Clarke was re-elected mayor in the 1919 election, but a concerted effort by the Board of Trade and the two local papers saw him defeated by David Duggan in the 1920 election. His attempt to regain his old job in the 1922 election failed, as he finished second of six candidates. He was elected again as an alderman in the 1924 election for a two-year term, but resigned after one year in order to run for mayor in the 1925 election. He finished third of six candidates.

There followed a decade in the political wilderness, marked by unsuccessful runs for mayor (in 1926, 1927, 1932, and 1933) and alderman (in 1928, 1929, 1930, and 1931), before he was returned to the office of mayor in the 1934 election. While he had lost the office fourteen years earlier for being too friendly to organized labour, his opponents in 1934 included Knott and labour alderman Rice Sheppard. He was re-elected in 1935 and 1936 (defeating future mayor and labour advocate Harry Dean Ainlay on this second occasion). It was during this term that he laid the groundwork for a football stadium on the site of a closed federal prison. This stadium was eventually named Clarke Stadium in his honour.

Joseph Clarke was defeated in the 1937 election by John Wesley Fry. He ran in every municipal election until the end of his life (for mayor in 1938 and for alderman in 1939 and 1940) but never again held political office.

==Provincial politics==

Joseph Clarke was a perennial candidate for the Legislative Assembly of Alberta, running provincially five times.

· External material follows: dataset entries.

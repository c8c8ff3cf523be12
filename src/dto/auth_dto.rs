use serde::{Deserialize, Serialize};
use uuid::Uuid;
use validator::{Validate, ValidationError};

use crate::models::user::Role;
use crate::utils::validation::{validate_not_blank, validate_password_pair, validate_username};

#[derive(Debug, Clone, Serialize, Deserialize, Validate)]
#[validate(schema(function = "teacher_passwords_match"))]
pub struct TeacherSignUpPayload {
    #[validate(custom(function = "validate_username"))]
    pub username: String,
    pub password1: String,
    pub password2: String,
}

fn teacher_passwords_match(payload: &TeacherSignUpPayload) -> Result<(), ValidationError> {
    validate_password_pair(&payload.password1, &payload.password2)
}

#[derive(Debug, Clone, Serialize, Deserialize, Validate)]
#[validate(schema(function = "student_passwords_match"))]
pub struct StudentSignUpPayload {
    #[validate(custom(function = "validate_username"))]
    pub username: String,
    pub password1: String,
    pub password2: String,
    #[validate(length(min = 1, max = 100), custom(function = "validate_not_blank"))]
    pub first_name: String,
    #[validate(length(min = 1, max = 100), custom(function = "validate_not_blank"))]
    pub surname: String,
    #[validate(email)]
    pub email: String,
}

fn student_passwords_match(payload: &StudentSignUpPayload) -> Result<(), ValidationError> {
    validate_password_pair(&payload.password1, &payload.password2)
}

#[derive(Debug, Clone, Serialize, Deserialize, Validate)]
pub struct LoginPayload {
    #[validate(length(min = 1))]
    pub username: String,
    #[validate(length(min = 1))]
    pub password: String,
}

#[derive(Debug, Clone, Serialize, Deserialize)]
pub struct TokenResponse {
    pub access_token: String,
    pub token_type: String,
    pub user_id: Uuid,
    pub role: Role,
    pub redirect_to: String,
}

#[derive(Debug, Clone, Serialize, Deserialize)]
pub struct MeResponse {
    pub id: Uuid,
    pub username: String,
    pub role: Role,
    pub redirect_to: String,
}

#[cfg(test)]
mod tests {
    use super::*;

    fn student(first_name: &str, surname: &str) -> StudentSignUpPayload {
        StudentSignUpPayload {
            username: "testUser1".into(),
            password1: "India@123".into(),
            password2: "India@123".into(),
            first_name: first_name.into(),
            surname: surname.into(),
            email: "new1@gmail.com".into(),
        }
    }

    #[test]
    fn complete_student_form_is_valid() {
        assert!(student("testuser", "User1").validate().is_ok());
    }

    #[test]
    fn student_form_missing_names_is_invalid() {
        let errors = student("", "").validate().unwrap_err();
        let fields = errors.field_errors();
        assert!(fields.contains_key("first_name"));
        assert!(fields.contains_key("surname"));
    }

    #[test]
    fn student_form_whitespace_names_are_invalid() {
        let errors = student("   ", "\t").validate().unwrap_err();
        let fields = errors.field_errors();
        assert!(fields.contains_key("first_name"));
        assert!(fields.contains_key("surname"));
    }

    #[test]
    fn student_form_rejects_bad_email() {
        let mut payload = student("testuser", "User1");
        payload.email = "not-an-email".into();
        assert!(payload.validate().is_err());
    }

    #[test]
    fn teacher_form_valid_and_missing_password() {
        let ok = TeacherSignUpPayload {
            username: "testUser1".into(),
            password1: "India@123".into(),
            password2: "India@123".into(),
        };
        assert!(ok.validate().is_ok());

        let missing = TeacherSignUpPayload {
            password1: String::new(),
            ..ok
        };
        assert!(missing.validate().is_err());
    }
}
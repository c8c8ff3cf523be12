use std::sync::Arc;

use async_trait::async_trait;
use chrono::{DateTime, Utc};
use reqwest::Client;
use rust_decimal::Decimal;
use serde::Serialize;

use crate::error::{Error, Result};
use crate::services::grading_service::TestResult;
use crate::utils::time::long_date;

#[derive(Debug, Clone, PartialEq, Eq, Serialize)]
pub struct ResultEmail {
    pub from: String,
    pub to: Vec<String>,
    pub subject: String,
    pub text: String,
    pub html: String,
}

/// Outbound mail transport.
#[cfg_attr(test, mockall::automock)]
#[async_trait]
pub trait Mailer: Send + Sync {
    async fn send(&self, email: &ResultEmail) -> Result<()>;
}

/// Posts messages as JSON to an HTTP mail relay.
pub struct RelayMailer {
    client: Client,
    url: String,
    token: Option<String>,
}

impl RelayMailer {
    pub fn new(client: Client, url: String, token: Option<String>) -> Self {
        Self { client, url, token }
    }
}

#[async_trait]
impl Mailer for RelayMailer {
    async fn send(&self, email: &ResultEmail) -> Result<()> {
        let mut req = self.client.post(&self.url).json(email);
        if let Some(token) = &self.token {
            req = req.bearer_auth(token);
        }
        let resp = req.send().await?;
        let status = resp.status();
        if !status.is_success() {
            let body = resp.text().await.unwrap_or_default();
            return Err(Error::Internal(format!(
                "mail relay responded {}: {}",
                status, body
            )));
        }
        Ok(())
    }
}

/// Writes messages to the log instead of delivering them.
pub struct ConsoleMailer;

#[async_trait]
impl Mailer for ConsoleMailer {
    async fn send(&self, email: &ResultEmail) -> Result<()> {
        tracing::info!(
            from = %email.from,
            to = ?email.to,
            subject = %email.subject,
            body = %email.text,
            "mail relay not configured, logging message"
        );
        Ok(())
    }
}

#[derive(Clone)]
pub struct NotificationService {
    mailer: Arc<dyn Mailer>,
    from: String,
}

impl NotificationService {
    pub fn new(mailer: Arc<dyn Mailer>, from: String) -> Self {
        Self { mailer, from }
    }

    pub fn from_config(client: Client, config: &crate::config::Config) -> Self {
        let mailer: Arc<dyn Mailer> = match &config.mail_relay_url {
            Some(url) => Arc::new(RelayMailer::new(
                client,
                url.clone(),
                config.mail_relay_token.clone(),
            )),
            None => Arc::new(ConsoleMailer),
        };
        Self::new(mailer, config.email_host_user.clone())
    }

    /// Sends the result email. Delivery failures are logged, never returned.
    pub async fn notify_result(
        &self,
        to: &str,
        first_name: &str,
        test_name: &str,
        result: TestResult,
        score: Decimal,
        date: DateTime<Utc>,
    ) {
        let email = render_result_email(&self.from, to, first_name, test_name, result, score, date);
        match self.mailer.send(&email).await {
            Ok(()) => tracing::info!(to = %to, test = %test_name, "result email sent"),
            Err(e) => tracing::warn!(error = ?e, to = %to, test = %test_name, "result email failed"),
        }
    }
}

pub fn render_result_email(
    from: &str,
    to: &str,
    first_name: &str,
    test_name: &str,
    result: TestResult,
    score: Decimal,
    date: DateTime<Utc>,
) -> ResultEmail {
    let subject = format!("Your Test Score for {} - Examination Board", test_name);
    let html = format!(
        "<html>\n<body>\n\
         <p>Dear {first_name},</p>\n\
         <p>You have completed the test <strong>{test_name}</strong> on {date}.</p>\n\
         <p>Result: <strong>{result}</strong></p>\n\
         <p>Score: <strong>{score}</strong></p>\n\
         <p>Regards,<br>\n\
         Examination Board</p>\n\
         </body>\n</html>",
        first_name = escape_html(first_name),
        test_name = escape_html(test_name),
        date = long_date(date),
        result = result,
        score = score,
    );
    let text = strip_tags(&html);
    ResultEmail {
        from: from.to_string(),
        to: vec![to.to_string()],
        subject,
        text,
        html,
    }
}

fn escape_html(raw: &str) -> String {
    let mut out = String::with_capacity(raw.len());
    for c in raw.chars() {
        match c {
            '&' => out.push_str("&amp;"),
            '<' => out.push_str("&lt;"),
            '>' => out.push_str("&gt;"),
            '"' => out.push_str("&quot;"),
            '\'' => out.push_str("&#x27;"),
            _ => out.push(c),
        }
    }
    out
}

/// Drops markup and decodes the entities `escape_html` produces.
pub fn strip_tags(html: &str) -> String {
    let mut out = String::with_capacity(html.len());
    let mut in_tag = false;
    for c in html.chars() {
        match c {
            '<' => in_tag = true,
            '>' if in_tag => in_tag = false,
            _ if !in_tag => out.push(c),
            _ => {}
        }
    }
    let decoded = out
        .replace("&lt;", "<")
        .replace("&gt;", ">")
        .replace("&quot;", "\"")
        .replace("&#x27;", "'")
        .replace("&amp;", "&");
    decoded
        .lines()
        .map(str::trim)
        .filter(|l| !l.is_empty())
        .collect::<Vec<_>>()
        .join("\n")
}

#[cfg(test)]
mod tests {
    use super::*;
    use chrono::TimeZone;

    fn date() -> DateTime<Utc> {
        Utc.with_ymd_and_hms(2019, 9, 6, 18, 24, 0).unwrap()
    }

    #[test]
    fn email_carries_result_details() {
        let score: Decimal = "50.00".parse().unwrap();
        let email = render_result_email(
            "board@example.com",
            "alice@example.com",
            "Alice",
            "Algebra 101",
            TestResult::Passed,
            score,
            date(),
        );
        assert_eq!(email.subject, "Your Test Score for Algebra 101 - Examination Board");
        assert_eq!(email.to, vec!["alice@example.com".to_string()]);
        assert!(email.html.contains("<strong>Passed</strong>"));
        assert!(email.text.contains("Dear Alice,"));
        assert!(email.text.contains("Score: 50.00"));
        assert!(email.text.contains("06 September 2019"));
        assert!(!email.text.contains('<'));
    }

    #[test]
    fn markup_in_names_is_escaped_in_html_only() {
        let email = render_result_email(
            "board@example.com",
            "bob@example.com",
            "<Bob>",
            "A & B",
            TestResult::Failed,
            Decimal::ZERO,
            date(),
        );
        assert!(email.html.contains("&lt;Bob&gt;"));
        assert!(email.text.contains("Dear <Bob>,"));
        assert!(email.text.contains("A & B"));
    }

    #[tokio::test]
    async fn delivery_failure_is_swallowed() {
        let mut mailer = MockMailer::new();
        mailer
            .expect_send()
            .times(1)
            .returning(|_| Err(Error::Internal("relay down".into())));
        let service = NotificationService::new(Arc::new(mailer), "board@example.com".into());
        service
            .notify_result(
                "alice@example.com",
                "Alice",
                "Algebra 101",
                TestResult::Failed,
                Decimal::ZERO,
                date(),
            )
            .await;
    }

    #[tokio::test]
    async fn sends_one_message_to_the_student() {
        let mut mailer = MockMailer::new();
        mailer
            .expect_send()
            .withf(|email| {
                email.to == vec!["alice@example.com".to_string()]
                    && email.from == "board@example.com"
                    && email.subject.contains("Algebra 101")
            })
            .times(1)
            .returning(|_| Ok(()));
        let service = NotificationService::new(Arc::new(mailer), "board@example.com".into());
        service
            .notify_result(
                "alice@example.com",
                "Alice",
                "Algebra 101",
                TestResult::Passed,
                "100.00".parse().unwrap(),
                date(),
            )
            .await;
    }
}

He first ran in the 1913 Alberta general election as a parachute candidate in the controversial Clearwater electoral district for Charles M. O'Brien's Socialist Party of Alberta. He was defeated by Liberal Henry William McKenney, the incumbent M.L.A. for Pembina.

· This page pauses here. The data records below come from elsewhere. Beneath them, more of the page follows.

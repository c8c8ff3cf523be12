use std::sync::{Arc, Mutex};
use std::time::{Duration, Instant};

use axum::body::Body;
use axum::extract::State;
use axum::http::{Request, StatusCode};
use axum::middleware::Next;
use axum::response::{IntoResponse, Json, Response};
use serde_json::json;

#[derive(Debug)]
struct WindowState {
    start: Instant,
    count: u32,
}

/// Fixed one-second window shared by every request through the layer.
#[derive(Clone, Debug)]
pub struct RateLimiter {
    rps: u32,
    window: Arc<Mutex<WindowState>>,
}

impl RateLimiter {
    pub fn new(rps: u32) -> Self {
        Self {
            rps: rps.max(1),
            window: Arc::new(Mutex::new(WindowState {
                start: Instant::now(),
                count: 0,
            })),
        }
    }

    fn allow(&self) -> bool {
        let mut guard = self
            .window
            .lock()
            .unwrap_or_else(|poisoned| poisoned.into_inner());
        let now = Instant::now();
        if now.duration_since(guard.start) >= Duration::from_secs(1) {
            guard.start = now;
            guard.count = 0;
        }
        if guard.count < self.rps {
            guard.count += 1;
            true
        } else {
            false
        }
    }
}

pub async fn rps_middleware(
    State(state): State<RateLimiter>,
    req: Request<Body>,
    next: Next,
) -> Response {
    if !state.allow() {
        tracing::warn!(path = %req.uri().path(), "rate limit exceeded");
        return (
            StatusCode::TOO_MANY_REQUESTS,
            Json(json!({"error":"rate_limit_exceeded"})),
        )
            .into_response();
    }
    next.run(req).await
}
use chrono::{DateTime, Utc};
use rust_decimal::Decimal;
use serde::{Deserialize, Serialize};
use sqlx::FromRow;
use uuid::Uuid;

#[derive(Debug, Clone, Serialize, Deserialize, FromRow)]
pub struct TakenTest {
    pub id: Uuid,
    pub student_id: Uuid,
    pub test_id: Uuid,
    pub score: Decimal,
    pub date: DateTime<Utc>,
}
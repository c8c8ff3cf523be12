pub mod auth_dto;
pub mod student_dto;
pub mod teacher_dto;
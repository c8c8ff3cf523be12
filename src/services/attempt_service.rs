use sqlx::{PgConnection, PgPool};
use uuid::Uuid;

use crate::dto::student_dto::{
    AnswerChoice, AvailableTest, CompletedTest, QuestionView, TakeTestView, TakenTestEntry,
    TestHeader,
};
use crate::error::{Error, Result};
use crate::models::question::Question;
use crate::models::student::Student;
use crate::models::student_answer::StudentAnswer;
use crate::models::taken_test::TakenTest;
use crate::models::test::Test;
use crate::services::grading_service::GradingService;
use crate::services::notification_service::NotificationService;

const INVALID_CHOICE: &str =
    "Select a valid choice. That choice is not one of the available choices.";

/// Where a student stands on a test.
#[derive(Debug, Clone)]
pub enum TakeStep {
    /// A TakenTest already exists; no retake.
    AlreadyTaken,
    Question(TakeTestView),
    Completed(CompletedTest),
}

#[derive(Clone)]
pub struct AttemptService {
    pool: PgPool,
    notifier: NotificationService,
}

impl AttemptService {
    pub fn new(pool: PgPool, notifier: NotificationService) -> Self {
        Self { pool, notifier }
    }

    /// Tests the student has not taken yet that have at least one question.
    pub async fn list_available_tests(&self, student_id: Uuid) -> Result<Vec<AvailableTest>> {
        let tests = sqlx::query_as::<_, AvailableTest>(
            r#"
            SELECT t.id, t.name, t.pass_percentage, COUNT(q.id) AS questions_count
            FROM tests t
            JOIN questions q ON q.test_id = t.id
            WHERE NOT EXISTS (
                SELECT 1 FROM taken_tests tt
                WHERE tt.test_id = t.id AND tt.student_id = $1
            )
            GROUP BY t.id
            ORDER BY t.name, t.id
            "#,
        )
        .bind(student_id)
        .fetch_all(&self.pool)
        .await?;
        Ok(tests)
    }

    pub async fn list_taken_tests(&self, student_id: Uuid) -> Result<Vec<TakenTestEntry>> {
        let taken = sqlx::query_as::<_, TakenTestEntry>(
            r#"
            SELECT tt.id, tt.test_id, t.name AS test_name, tt.score, tt.date
            FROM taken_tests tt
            JOIN tests t ON t.id = tt.test_id
            WHERE tt.student_id = $1
            ORDER BY t.name, tt.date
            "#,
        )
        .bind(student_id)
        .fetch_all(&self.pool)
        .await?;
        Ok(taken)
    }

    /// The question to present next, or the outcome if nothing is left.
    pub async fn current_step(&self, student_id: Uuid, test_id: Uuid) -> Result<TakeStep> {
        let mut tx = self.pool.begin().await?;
        let test = load_test(&mut tx, test_id).await?;
        let student = load_student(&mut tx, student_id).await?;
        if has_taken(&mut tx, student.user_id, test.id).await? {
            return Ok(TakeStep::AlreadyTaken);
        }

        let total = count_questions(&mut tx, test.id).await?;
        if total == 0 {
            return Err(Error::BadRequest("This test has no questions yet.".into()));
        }
        let unanswered = unanswered_questions(&mut tx, student.user_id, test.id).await?;

        match unanswered.first() {
            Some(question) => {
                let view = build_view(&mut tx, &test, question, unanswered.len() as i64, total).await?;
                tx.commit().await?;
                Ok(TakeStep::Question(view))
            }
            None => {
                let Some(taken) = finalize(&mut tx, &student, &test, total).await? else {
                    return Ok(TakeStep::AlreadyTaken);
                };
                tx.commit().await?;
                Ok(TakeStep::Completed(self.complete(&student, &test, taken).await))
            }
        }
    }

    /// Records one answer to the currently presented question and, when it
    /// was the last one, grades the attempt.
    pub async fn submit_answer(
        &self,
        student_id: Uuid,
        test_id: Uuid,
        answer_id: Uuid,
    ) -> Result<TakeStep> {
        let mut tx = self.pool.begin().await?;
        let test = load_test(&mut tx, test_id).await?;
        let student = load_student(&mut tx, student_id).await?;
        if has_taken(&mut tx, student.user_id, test.id).await? {
            return Ok(TakeStep::AlreadyTaken);
        }

        let total = count_questions(&mut tx, test.id).await?;
        if total == 0 {
            return Err(Error::BadRequest("This test has no questions yet.".into()));
        }
        let unanswered = unanswered_questions(&mut tx, student.user_id, test.id).await?;

        let Some(question) = unanswered.first() else {
            let Some(taken) = finalize(&mut tx, &student, &test, total).await? else {
                return Ok(TakeStep::AlreadyTaken);
            };
            tx.commit().await?;
            return Ok(TakeStep::Completed(self.complete(&student, &test, taken).await));
        };

        let belongs: bool = sqlx::query_scalar(
            r#"SELECT EXISTS(SELECT 1 FROM answers WHERE id = $1 AND question_id = $2)"#,
        )
        .bind(answer_id)
        .bind(question.id)
        .fetch_one(&mut *tx)
        .await?;
        if !belongs {
            return Err(Error::BadRequest(INVALID_CHOICE.into()));
        }

        let recorded = sqlx::query_as::<_, StudentAnswer>(
            r#"
            INSERT INTO student_answers (student_id, answer_id)
            VALUES ($1, $2)
            RETURNING *
            "#,
        )
        .bind(student.user_id)
        .bind(answer_id)
        .fetch_one(&mut *tx)
        .await?;
        tracing::debug!(
            student_answer_id = %recorded.id,
            student_id = %student.user_id,
            test_id = %test.id,
            question_id = %question.id,
            "answer recorded"
        );

        if let Some(next) = unanswered.get(1) {
            let remaining = (unanswered.len() - 1) as i64;
            let view = build_view(&mut tx, &test, next, remaining, total).await?;
            tx.commit().await?;
            return Ok(TakeStep::Question(view));
        }

        let Some(taken) = finalize(&mut tx, &student, &test, total).await? else {
            // A concurrent submission graded first; this one is discarded.
            return Ok(TakeStep::AlreadyTaken);
        };
        tx.commit().await?;
        Ok(TakeStep::Completed(self.complete(&student, &test, taken).await))
    }

    /// Runs after the TakenTest is committed; the email cannot undo it.
    async fn complete(&self, student: &Student, test: &Test, taken: TakenTest) -> CompletedTest {
        let result = GradingService::classify(taken.score, test.pass_percentage);
        let message = GradingService::result_message(&test.name, taken.score, result);
        tracing::info!(
            student_id = %student.user_id,
            test_id = %test.id,
            score = %taken.score,
            result = %result,
            "test completed"
        );

        self.notifier
            .notify_result(
                &student.email,
                &student.first_name,
                &test.name,
                result,
                taken.score,
                taken.date,
            )
            .await;

        CompletedTest {
            test_id: test.id,
            test_name: test.name.clone(),
            score: taken.score,
            result,
            message,
        }
    }
}

async fn load_test(conn: &mut PgConnection, test_id: Uuid) -> Result<Test> {
    sqlx::query_as::<_, Test>(r#"SELECT * FROM tests WHERE id = $1"#)
        .bind(test_id)
        .fetch_optional(conn)
        .await?
        .ok_or_else(|| Error::NotFound("Test not found".into()))
}

async fn load_student(conn: &mut PgConnection, user_id: Uuid) -> Result<Student> {
    sqlx::query_as::<_, Student>(r#"SELECT * FROM students WHERE user_id = $1"#)
        .bind(user_id)
        .fetch_optional(conn)
        .await?
        .ok_or_else(|| Error::NotFound("Student profile not found".into()))
}

async fn has_taken(conn: &mut PgConnection, student_id: Uuid, test_id: Uuid) -> Result<bool> {
    let taken: bool = sqlx::query_scalar(
        r#"SELECT EXISTS(SELECT 1 FROM taken_tests WHERE student_id = $1 AND test_id = $2)"#,
    )
    .bind(student_id)
    .bind(test_id)
    .fetch_one(conn)
    .await?;
    Ok(taken)
}

async fn count_questions(conn: &mut PgConnection, test_id: Uuid) -> Result<i64> {
    let total: i64 = sqlx::query_scalar(r#"SELECT COUNT(*) FROM questions WHERE test_id = $1"#)
        .bind(test_id)
        .fetch_one(conn)
        .await?;
    Ok(total)
}

/// The test's questions the student has no recorded answer for, by text.
async fn unanswered_questions(
    conn: &mut PgConnection,
    student_id: Uuid,
    test_id: Uuid,
) -> Result<Vec<Question>> {
    let questions = sqlx::query_as::<_, Question>(
        r#"
        SELECT q.* FROM questions q
        WHERE q.test_id = $1
          AND q.id NOT IN (
            SELECT a.question_id
            FROM student_answers sa
            JOIN answers a ON a.id = sa.answer_id
            WHERE sa.student_id = $2
          )
        ORDER BY q.text, q.id
        "#,
    )
    .bind(test_id)
    .bind(student_id)
    .fetch_all(conn)
    .await?;
    Ok(questions)
}

async fn build_view(
    conn: &mut PgConnection,
    test: &Test,
    question: &Question,
    remaining: i64,
    total: i64,
) -> Result<TakeTestView> {
    let answers = sqlx::query_as::<_, AnswerChoice>(
        r#"SELECT id, text FROM answers WHERE question_id = $1 ORDER BY text, id"#,
    )
    .bind(question.id)
    .fetch_all(conn)
    .await?;

    Ok(TakeTestView {
        test: TestHeader {
            id: test.id,
            name: test.name.clone(),
            pass_percentage: test.pass_percentage,
        },
        question: QuestionView {
            id: question.id,
            text: question.text.clone(),
        },
        answers,
        progress: GradingService::progress(remaining, total),
    })
}

/// Scores the attempt and writes the TakenTest row. `None` when a row for
/// this student and test already exists.
async fn finalize(
    conn: &mut PgConnection,
    student: &Student,
    test: &Test,
    total: i64,
) -> Result<Option<TakenTest>> {
    let correct: i64 = sqlx::query_scalar(
        r#"
        SELECT COUNT(DISTINCT a.question_id)
        FROM student_answers sa
        JOIN answers a ON a.id = sa.answer_id
        JOIN questions q ON q.id = a.question_id
        WHERE sa.student_id = $1 AND q.test_id = $2 AND a.is_correct
        "#,
    )
    .bind(student.user_id)
    .bind(test.id)
    .fetch_one(&mut *conn)
    .await?;

    let score = GradingService::score(correct, total);
    let taken = sqlx::query_as::<_, TakenTest>(
        r#"
        INSERT INTO taken_tests (student_id, test_id, score)
        VALUES ($1, $2, $3)
        ON CONFLICT (student_id, test_id) DO NOTHING
        RETURNING *
        "#,
    )
    .bind(student.user_id)
    .bind(test.id)
    .bind(score)
    .fetch_optional(&mut *conn)
    .await?;
    if taken.is_none() {
        tracing::info!(
            student_id = %student.user_id,
            test_id = %test.id,
            "test already graded by a concurrent submission"
        );
    }
    Ok(taken)
}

Clarke next ran in the 1917 election as an independent in Edmonton East. He finished third of four candidates - the only candidate he defeated was Sydney Keeling, of Clarke's old Socialist Party.

He ran again in the 1926 Alberta general election as an independent Liberal in Edmonton district. He finished fourth of eighteen candidates on the first count, which would have been sufficient to win one of the riding's five seats under a plurality voting system; however, the district used a single transferable vote system that allowed more generally popular candidates to pass him on subsequent counts. One of the candidates to do so was David Duggan, the same businessman who had defeated Clarke in his mayoral re-election bid in 1920.

Clarke's fourth attempt at provincial office took place during the 1930 election, when he sought election in Edmonton as an independent. He finished sixteenth of seventeen candidates. He was thus eliminated early in the STV vote counting process.

Clarke's final provincial election was a 1937 by-election in Edmonton caused by the death of incumbent Liberal G.H. Van Allen. Clarke ran as a "People's Candidate" and was backed by the new Alberta Social Credit Party government, which did not field a candidate. He finished second, as Liberal leader Edward Leslie Gray retained the seat for his party, which was backed by the Conservatives under the so-called "Unity Movement". Clarke was mayor of Edmonton at the time of this by-election.

==Federal politics==
Clarke was a perennial candidate in Federal elections, running unsuccessfully four times. He made his first bid for a seat in the Canadian House of Commons, running as a Conservative candidate in the a 1902 by-election in the Yukon electoral district. He was defeated by James Hamilton Ross. He made his second bid while still living in the Yukon in the 1908 federal election and was once again defeated, this time by Frederick Congdon.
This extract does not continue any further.